Le principe de l'«interfinancement» guide l'organisation du transport interurbain au Québec depuis des décennies. Les transporteurs se voient confier un monopole sur une route lucrative, mais doivent en échange desservir des régions éloignées où la rentabilité est plus difficile. Orléans Express exploite ainsi la ligne Québec-Montréal, qui finance le service dans le centre et l'est de la province. Ou plutôt finançait.
En entrevue éditoriale au Soleil, mardi, le président de Keolis Canada a sorti de sa poche de veston le petit appareil qui plombe ses résultats financiers : un téléphone intelligent. Grâce à Internet, désormais accessible partout, la clientèle naturelle des autobus s'est tournée vers le covoiturage, constate-t-il.
Concurrence pas chère
En l'espace de quelques clics, étudiants et travailleurs peuvent désormais réserver un siège dans l'automobile d'un particulier et franchir les 250 kilomètres séparant la métropole et la capitale pour 15 à 20 $. Le même trajet coûte environ 50 $ plus taxes en autocar. C'est «trop cher», de l'aveu même de M. Andlauer, qui se dit forcé de maintenir de tels prix pour soutenir ses parcours régionaux.
VIA Rail, transporteur ferroviaire subventionné par le fédéral, offre aussi des rabais alléchants entre Québec et Montréal.
Même en dehors des grands centres, Keolis doit composer avec une nouvelle concurrence, celle des transporteurs régionaux financés par les MRC. Autour de Québec, il y en a dans Portneuf, Lotbinière et sur la Côte-de-Beaupré. La Gaspésie et la Mauricie sont aussi très bien organisées.
«Le modèle s'est complètement brisé» entre 2009 et 2013, conclut le grand patron d'Orléans Express.
Il n'ose pas réclamer la déréglementation totale, car ses effets sont subis et pervers. Les transporteurs délaissent alors les routes régionales, peu ou pas rentables, pour se faire la guerre sur les tronçons où des profits sont encore possibles. C'est ce qui se passe en Alberta et aux États-Unis.
Fini les «runs de lait»
Pour rompre rapidement avec des pertes de 500 000 $ par mois, M. Andlauer avance plutôt un bouquet de mesures.
D'abord, la rationalisation des routes, qu'il estime incontournable, devrait se faire en collaboration avec les autorités régionales, selon lui.
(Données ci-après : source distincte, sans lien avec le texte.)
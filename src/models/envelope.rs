use crate::constants::upstream::SUCCESS_CODE;
use crate::errors::ToolError;
use serde::Deserialize;
use serde_json::Value;

/// `code` as the upstream actually sends it.
#[derive(Debug, Clone, PartialEq, Deserialize)]
#[serde(untagged)]
pub enum EnvelopeCode {
    Numeric(i64),
    Object(serde_json::Map<String, Value>),
    Other(Value),
}

impl EnvelopeCode {
    fn describe(&self) -> String {
        match self {
            EnvelopeCode::Numeric(code) => code.to_string(),
            EnvelopeCode::Object(map) if map.is_empty() => "{}".to_string(),
            EnvelopeCode::Object(map) => Value::Object(map.clone()).to_string(),
            EnvelopeCode::Other(value) => value.to_string(),
        }
    }
}

/// Pagination counters arrive either as integers or as `{ "value": n }`.
#[derive(Debug, Clone, PartialEq, Deserialize)]
#[serde(untagged)]
pub enum PageCount {
    Number(i64),
    Wrapped {
        #[serde(default)]
        value: Option<i64>,
    },
    Other(Value),
}

impl PageCount {
    pub fn get(&self) -> Option<i64> {
        match self {
            PageCount::Number(n) => Some(*n),
            PageCount::Wrapped { value } => *value,
            PageCount::Other(_) => None,
        }
    }
}

#[derive(Debug, Clone, PartialEq, Eq)]
pub enum EnvelopeStatus {
    Success,
    /// `code` is an empty object but `data` is present. Only the history
    /// endpoints answer this way.
    Tentative,
    Failure { code: String, message: String },
}

#[derive(Debug, Clone, Default, Deserialize)]
pub struct Envelope {
    #[serde(default)]
    pub code: Option<EnvelopeCode>,
    #[serde(default)]
    pub msg: Option<Value>,
    #[serde(default)]
    pub data: Option<Value>,
    #[serde(default, rename = "pageNum")]
    pub page_num: Option<PageCount>,
    #[serde(default, rename = "pageSize")]
    pub page_size: Option<PageCount>,
    #[serde(default)]
    pub pages: Option<PageCount>,
    #[serde(default)]
    pub total: Option<PageCount>,
}

impl Envelope {
    pub fn parse(raw: Value, path: &str) -> Result<Self, ToolError> {
        serde_json::from_value(raw).map_err(|err| {
            ToolError::malformed(format!("Response from {} is not an envelope: {}", path, err))
        })
    }

    pub fn message(&self) -> String {
        match &self.msg {
            Some(Value::String(text)) if !text.trim().is_empty() => text.clone(),
            Some(Value::Null) | None => "Unknown error".to_string(),
            Some(Value::String(_)) => "Unknown error".to_string(),
            Some(other) => other.to_string(),
        }
    }

    pub fn status(&self) -> EnvelopeStatus {
        match &self.code {
            Some(EnvelopeCode::Numeric(code)) if *code == SUCCESS_CODE => EnvelopeStatus::Success,
            Some(EnvelopeCode::Numeric(code)) => EnvelopeStatus::Failure {
                code: code.to_string(),
                message: self.message(),
            },
            Some(EnvelopeCode::Object(map)) if map.is_empty() && self.data.is_some() => {
                EnvelopeStatus::Tentative
            }
            code => EnvelopeStatus::Failure {
                code: code
                    .as_ref()
                    .map(EnvelopeCode::describe)
                    .unwrap_or_else(|| "missing".to_string()),
                message: self.message(),
            },
        }
    }

    /// Errors unless `code` is 200.
    pub fn ensure_success(&self) -> Result<(), ToolError> {
        match self.status() {
            EnvelopeStatus::Success => Ok(()),
            EnvelopeStatus::Tentative => Err(self.failure("{}".to_string(), self.message())),
            EnvelopeStatus::Failure { code, message } => Err(self.failure(code, message)),
        }
    }

    /// Like [`Envelope::ensure_success`], but also accepts a tentative
    /// envelope.
    pub fn ensure_success_lenient(&self) -> Result<(), ToolError> {
        match self.status() {
            EnvelopeStatus::Success | EnvelopeStatus::Tentative => Ok(()),
            EnvelopeStatus::Failure { code, message } => Err(self.failure(code, message)),
        }
    }

    fn failure(&self, code: String, message: String) -> ToolError {
        ToolError::upstream(format!("{} (code {})", message, code))
            .with_details(serde_json::json!({ "code": code }))
    }

    pub fn data_array(&self) -> Option<&Vec<Value>> {
        self.data.as_ref().and_then(Value::as_array)
    }

    /// `data` as an object; non-object data counts as absent.
    pub fn data_record(&self) -> Option<super::Record> {
        self.data.as_ref().and_then(Value::as_object).cloned()
    }
}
Des navettes financées par les MRC et les conférences régionales des élus (CRE) pourraient ainsi rabattre les clients vers des plaques tournantes (hubs) régionales.
Marc-André Varin, vice-président développement des affaires, marketing et communications de Keolis Canada, parle d'éliminer ainsi les «runs de lait» qui déplaisent tant aux clients.
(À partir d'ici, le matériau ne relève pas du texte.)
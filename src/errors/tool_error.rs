use serde::Serialize;
use serde_json::Value;
use std::error::Error;
use std::fmt;

#[derive(Debug, Clone, Copy, PartialEq, Eq, Serialize)]
#[serde(rename_all = "snake_case")]
pub enum ToolErrorKind {
    InvalidParams,
    /// Local configuration is missing or unusable.
    Config,
    /// The upstream refused to issue a credential.
    Auth,
    /// Network failure or non-2xx HTTP status.
    Transport,
    /// The envelope carried a non-success `code`.
    Upstream,
    /// The response could not be parsed into the expected shape.
    Malformed,
    NotFound,
    Internal,
}

#[derive(Debug, Clone, Serialize)]
pub struct ToolError {
    pub kind: ToolErrorKind,
    pub code: String,
    pub message: String,
    #[serde(skip_serializing_if = "Option::is_none")]
    pub hint: Option<String>,
    #[serde(skip_serializing_if = "Option::is_none")]
    pub details: Option<Value>,
    pub retryable: bool,
}

impl ToolError {
    pub fn new(kind: ToolErrorKind, code: impl Into<String>, message: impl Into<String>) -> Self {
        Self {
            kind,
            code: code.into(),
            message: message.into(),
            hint: None,
            details: None,
            retryable: matches!(kind, ToolErrorKind::Transport),
        }
    }

    pub fn with_hint(mut self, hint: impl Into<String>) -> Self {
        self.hint = Some(hint.into());
        self
    }

    pub fn with_details(mut self, details: Value) -> Self {
        self.details = Some(details);
        self
    }

    pub fn invalid_params(message: impl Into<String>) -> Self {
        Self::new(ToolErrorKind::InvalidParams, "INVALID_PARAMS", message)
    }

    pub fn config(message: impl Into<String>) -> Self {
        Self::new(ToolErrorKind::Config, "CONFIG", message)
    }

    pub fn auth(message: impl Into<String>) -> Self {
        Self::new(ToolErrorKind::Auth, "AUTH", message)
    }

    pub fn transport(message: impl Into<String>) -> Self {
        Self::new(ToolErrorKind::Transport, "TRANSPORT", message)
    }

    pub fn upstream(message: impl Into<String>) -> Self {
        Self::new(ToolErrorKind::Upstream, "UPSTREAM", message)
    }

    pub fn malformed(message: impl Into<String>) -> Self {
        Self::new(ToolErrorKind::Malformed, "MALFORMED_RESPONSE", message)
    }

    pub fn not_found(message: impl Into<String>) -> Self {
        Self::new(ToolErrorKind::NotFound, "NOT_FOUND", message)
    }

    pub fn internal(message: impl Into<String>) -> Self {
        Self::new(ToolErrorKind::Internal, "INTERNAL", message)
    }

    /// Text shown to the tool caller.
    pub fn display_text(&self) -> String {
        match &self.hint {
            Some(hint) => format!("Error: {}\nHint: {}", self.message, hint),
            None => format!("Error: {}", self.message),
        }
    }
}

impl fmt::Display for ToolError {
    fn fmt(&self, f: &mut fmt::Formatter<'_>) -> fmt::Result {
        write!(f, "{}", self.message)
    }
}

impl Error for ToolError {}

impl From<std::io::Error> for ToolError {
    fn from(err: std::io::Error) -> Self {
        ToolError::internal(err.to_string())
    }
}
Des discussions ont déjà été entamées en ce sens, avant même le dépôt de la requête de modification de desserte, mais le nombre important d'interlocuteurs rend l'exercice complexe. Ces derniers jours, des maires ont d'ailleurs dénoncé publiquement la proposition d'Orléans Express.
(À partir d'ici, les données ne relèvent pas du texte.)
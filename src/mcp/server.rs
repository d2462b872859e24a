use crate::app::App;
use crate::errors::{ErrorCode, McpError, ToolError};
use crate::mcp::catalog::{list_tools, tool_by_name, tool_names, validate_tool_args};
use crate::mcp::protocol::{JsonRpcRequest, JsonRpcResponse, ToolCallResult, PROTOCOL_VERSION};
use crate::utils::suggest::suggest;
use serde_json::Value;
use std::sync::Arc;
use tokio::io::{AsyncBufReadExt, AsyncWriteExt, BufReader, BufWriter};

const SERVER_NAME: &str = "iot-mcp";
const SERVER_VERSION: &str = env!("CARGO_PKG_VERSION");

pub struct McpServer {
    app: Arc<App>,
}

impl McpServer {
    pub async fn new() -> Result<Self, ToolError> {
        let app = App::initialize()?;
        Ok(Self::from_app(app))
    }

    pub fn from_app(app: App) -> Self {
        Self { app: Arc::new(app) }
    }

    async fn handle_initialize(&self) -> Value {
        serde_json::json!({
            "protocolVersion": PROTOCOL_VERSION,
            "capabilities": {"tools": {"listChanged": false}},
            "serverInfo": {"name": SERVER_NAME, "version": SERVER_VERSION},
        })
    }

    async fn handle_tools_list(&self) -> Value {
        serde_json::json!({ "tools": list_tools() })
    }

    /// Schema violations and unknown tools are protocol errors; failures
    /// inside a tool are reported in the result with `isError`.
    async fn handle_tools_call(&self, name: &str, raw_args: Value) -> Result<Value, McpError> {
        if tool_by_name(name).is_none() {
            let suggestions = suggest(name, &tool_names(), 3);
            let message = if suggestions.is_empty() {
                format!("Unknown tool: {}", name)
            } else {
                format!("Unknown tool: {}. Did you mean: {}?", name, suggestions.join(", "))
            };
            return Err(McpError::invalid_params(message));
        }

        let args = if raw_args.is_null() {
            Value::Object(Default::default())
        } else {
            raw_args
        };
        validate_tool_args(name, &args)?;

        let result = match self.app.tool_executor.execute(name, args).await {
            Ok(text) => ToolCallResult::text(text),
            Err(err) => ToolCallResult::error(err.display_text()),
        };
        serde_json::to_value(result)
            .map_err(|err| McpError::new(ErrorCode::InternalError, err.to_string()))
    }

    /// Handles one line of input. Returns the serialized response, or `None`
    /// for notifications and blank lines.
    pub async fn handle_line(&self, line: &str) -> Option<String> {
        let trimmed = line.trim();
        if trimmed.is_empty() {
            return None;
        }

        let response = match serde_json::from_str::<Value>(trimmed) {
            Err(_) => Some(JsonRpcResponse::failure(
                Value::Null,
                ErrorCode::ParseError.as_i32(),
                "Parse error".to_string(),
            )),
            Ok(parsed) => match serde_json::from_value::<JsonRpcRequest>(parsed) {
                Err(_) => Some(JsonRpcResponse::failure(
                    Value::Null,
                    ErrorCode::InvalidRequest.as_i32(),
                    "Invalid request".to_string(),
                )),
                Ok(request) => self.dispatch(request).await,
            },
        };
        response.map(|response| serde_json::to_string(&response).unwrap_or_default())
    }

    async fn dispatch(&self, request: JsonRpcRequest) -> Option<JsonRpcResponse> {
        if request.method.starts_with("notifications/") && request.is_notification() {
            return None;
        }
        let id = request.id.clone()?;
        let response = match request.method.as_str() {
            "initialize" => JsonRpcResponse::success(id, self.handle_initialize().await),
            "ping" => JsonRpcResponse::success(id, serde_json::json!({})),
            "tools/list" => JsonRpcResponse::success(id, self.handle_tools_list().await),
            "tools/call" => {
                let params = request.params.as_object().cloned().unwrap_or_default();
                let name = params.get("name").and_then(|v| v.as_str()).unwrap_or("");
                if name.is_empty() {
                    JsonRpcResponse::failure(
                        id,
                        ErrorCode::InvalidParams.as_i32(),
                        "Missing tool name".to_string(),
                    )
                } else {
                    let args = params.get("arguments").cloned().unwrap_or(Value::Null);
                    match self.handle_tools_call(name, args).await {
                        Ok(result) => JsonRpcResponse::success(id, result),
                        Err(err) => JsonRpcResponse::failure(id, err.code.as_i32(), err.message),
                    }
                }
            }
            _ => JsonRpcResponse::failure(
                id,
                ErrorCode::MethodNotFound.as_i32(),
                "Method not found".to_string(),
            ),
        };
        Some(response)
    }

    pub async fn run_stdio(&self) -> Result<(), ToolError> {
        let stdin = tokio::io::stdin();
        let stdout = tokio::io::stdout();
        let mut reader = BufReader::new(stdin).lines();
        let mut writer = BufWriter::new(stdout);
        self.app.logger.info(
            "serving on stdio",
            Some(&serde_json::json!({ "version": SERVER_VERSION })),
        );

        while let Some(line) = reader
            .next_line()
            .await
            .map_err(|err| ToolError::internal(err.to_string()))?
        {
            if let Some(payload) = self.handle_line(&line).await {
                writer.write_all(payload.as_bytes()).await?;
                writer.write_all(b"\n").await?;
                writer.flush().await?;
            }
        }

        self.app.logger.info("stdin closed, shutting down", None);
        Ok(())
    }
}

pub async fn run_stdio() -> Result<(), ToolError> {
    let server = McpServer::new().await?;
    server.run_stdio().await
}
Denis Andlauer avance aussi la possibilité d'exploiter des tronçons moins fréquentés à contrat. Le donneur d'ouvrage encaisse alors tous les revenus, paie le transporteur à un tarif horaire convenu d'avance et... essuie les pertes. Il faudrait pour cela des subventions provinciales, car les autorités locales n'ont pas les moyens de ramasser la facture.
Le gouvernement pourrait aussi financer directement des routes moins payantes, supprimer les taxes sur les billets ou encore diminuer les frais d'utilisation de la gare d'autocars de Montréal, énumèrent les dirigeants de Keolis Canada.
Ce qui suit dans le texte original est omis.